//! Error types for the esi-connect crate

use thiserror::Error;

#[derive(Error, Debug)]
pub enum ConnectError {
    #[error("Failed to build HTTP client: {0}")]
    ClientBuild(String),

    #[error("Invalid server address '{0}'")]
    InvalidAddress(String),

    #[error("Request to {url} failed: {source}")]
    Request {
        url: String,
        #[source]
        source: reqwest::Error,
    },

    #[error("FwESI answered HTTP {status} for {url}")]
    Status { url: String, status: u16 },

    #[error("Response from {url} is not valid JSON: {reason}")]
    Decode { url: String, reason: String },
}

impl ConnectError {
    /// Convert into the transport-level error, tagging it with the API path
    pub fn into_transport(self, path: &str) -> esi_core_interface::TransportError {
        use esi_core_interface::TransportError;

        match self {
            ConnectError::Request { source, .. } => TransportError::Request {
                path: path.to_string(),
                reason: source.to_string(),
            },
            ConnectError::Status { status, .. } => TransportError::Status {
                path: path.to_string(),
                status,
            },
            ConnectError::Decode { reason, .. } => TransportError::Decode {
                path: path.to_string(),
                reason,
            },
            other => TransportError::Other(other.to_string()),
        }
    }
}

● What is required
Count up the lines containing "source" in the listing above, then write that number and stop.

● Result
5